The prayer begins by "ascending to the heights of heaven." It's first concerned with the things of God – His name, His kingdom, and His will.
Now it returns to the plains of earth.
This half of the prayer, though, must be considered in light of the first.
We have asked God to make His name great in our lives, to expand His kingdom in our lives, and that His will to be done in our lives.
Now we ask Him to provide us with everything we need for those things to happen – starting with our most basic physical needs.
“Give us this day our daily bread.”
Jesus’ audience would have immediately remembered another occasion when God provided daily bread.

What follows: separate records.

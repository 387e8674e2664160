//! Event Stream Example
//!
//! Connects to a Server-Sent Events endpoint, prints every message, and
//! reopens the stream after each completion using the server's retry time.
//!
//! Run with: `cargo run -p hpx-eventsource --example event_stream -- <url>`
//!
//! Set `RUST_LOG=hpx_eventsource=debug` to see connection logs.

use hpx_eventsource::{
    EventSource, EventSourceConfig, EventSourceError, Message, SerialExecutor,
};
use http::StatusCode;
use tokio::sync::mpsc;
use tracing_subscriber::EnvFilter;

#[tokio::main]
async fn main() -> Result<(), Box<dyn std::error::Error>> {
    tracing_subscriber::fmt()
        .with_env_filter(
            EnvFilter::try_from_default_env().unwrap_or_else(|_| EnvFilter::new("info")),
        )
        .init();

    let url = std::env::args()
        .nth(1)
        .unwrap_or_else(|| "http://localhost:8080/events".to_string());

    let source = EventSource::new(EventSourceConfig::new(url), SerialExecutor::new())?;

    source.on_open(|| println!("-- connected"));
    source.on_event(|message: &Message| {
        println!(
            "[{}] id={} data={}",
            message.event_type(),
            message.id.as_deref().unwrap_or("-"),
            message.data.as_deref().unwrap_or(""),
        );
    });

    let (done_tx, mut done_rx) = mpsc::unbounded_channel();
    source.on_complete(
        move |status: Option<StatusCode>, error: Option<&EventSourceError>| {
            match error {
                Some(err) => println!("-- completed (status {status:?}): {err}"),
                None => println!("-- completed (status {status:?})"),
            }
            let _ = done_tx.send(());
        },
    );

    source.open();
    loop {
        tokio::select! {
            _ = tokio::signal::ctrl_c() => {
                source.close();
                break;
            }
            Some(()) = done_rx.recv() => {
                let delay = source.retry_time();
                println!(
                    "-- reconnecting in {delay:?} (last event id {:?})",
                    source.last_event_id()
                );
                tokio::time::sleep(delay).await;
                source.open();
            }
        }
    }

    Ok(())
}
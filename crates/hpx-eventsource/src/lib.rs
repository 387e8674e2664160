//! # hpx-eventsource
//!
//! Client for Server-Sent Events (`text/event-stream`) over HTTP.
//!
//! This crate turns an open HTTP response into a sequence of discrete
//! messages and hands each one to the observers registered for its event
//! type. Parsing is incremental: network chunks may split messages, lines or
//! UTF-8 sequences anywhere.
//!
//! ## Features
//!
//! - **Incremental Parser**: Blank-line delimited records, split tolerant
//! - **Observer Routing**: Default handler, named listeners and a catch-all
//! - **Explicit Delivery Context**: Observers run on a caller-chosen [`Executor`]
//! - **Resumption State**: `Last-Event-Id` is sent when reopening; `retry` is tracked
//! - **Pluggable Transport**: [`HttpTransport`] by default, any [`Transport`] in tests
//!
//! ## Quick Start
//!
//! ```rust,no_run
//! use hpx_eventsource::{EventSource, EventSourceConfig, Message, SerialExecutor};
//!
//! #[tokio::main]
//! async fn main() -> Result<(), Box<dyn std::error::Error>> {
//!     let config = EventSourceConfig::new("https://api.example.com/events");
//!     let source = EventSource::new(config, SerialExecutor::new())?;
//!
//!     source.on_message(|message: &Message| {
//!         println!("{:?}", message.data);
//!     });
//!     source.add_event_listener("price", |message: &Message| {
//!         println!("price update: {:?}", message.data);
//!     });
//!     source.open();
//!
//!     tokio::signal::ctrl_c().await?;
//!     source.close();
//!     Ok(())
//! }
//! ```
//!
//! There is no automatic reconnection. Observe completion, wait
//! [`EventSource::retry_time`], then call [`EventSource::open`] again; the
//! last received event id is sent along.

pub mod client;
pub mod config;
pub mod dispatch;
pub mod error;
pub mod http;
pub mod parse;
pub mod transport;

// Re-export commonly used types
pub use client::{EventSource, EventSourceHandle, ReadyState};
pub use config::{DEFAULT_RETRY_TIME, EventSourceConfig};
pub use dispatch::{
    CompleteHandler, Executor, InlineExecutor, MessageHandler, OpenHandler, SerialExecutor, Task,
};
pub use error::{EventSourceError, EventSourceResult};
pub use http::HttpTransport;
pub use parse::{EventSourceParser, Message};
pub use transport::{
    ResponseDisposition, StreamRequest, Transport, TransportDelegate, TransportTask,
};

In the book of Exodus, God rescued His people from slavery in Egypt. He led them through the desert towards the land He had promised to give them.
And there, God quite literally provided daily bread called manna.
The people were only to collect what they needed for that day.
Now God certainly didn’t have to provide bread every day. He could have supplied them for a week or even a month at a time.
But He didn’t.
He wanted them to learn to trust Him one day at a time.
We can’t borrow trust from yesterday. We don’t get a credit on trust in the future.
Trust must be present. It must be now.
That’s why we pray for our daily bread. We ask God for His provision in this moment.
Tomorrow we’ll ask again. Tomorrow we’ll trust again.
When we ask God for our daily bread, we are doing so much more than asking Him for our daily bread.
We are declaring our trust in His provision and care over our lives. We are expressing our confidence that He is willing and able to give us everything we need to follow Him. Even when that means following Him into the desert.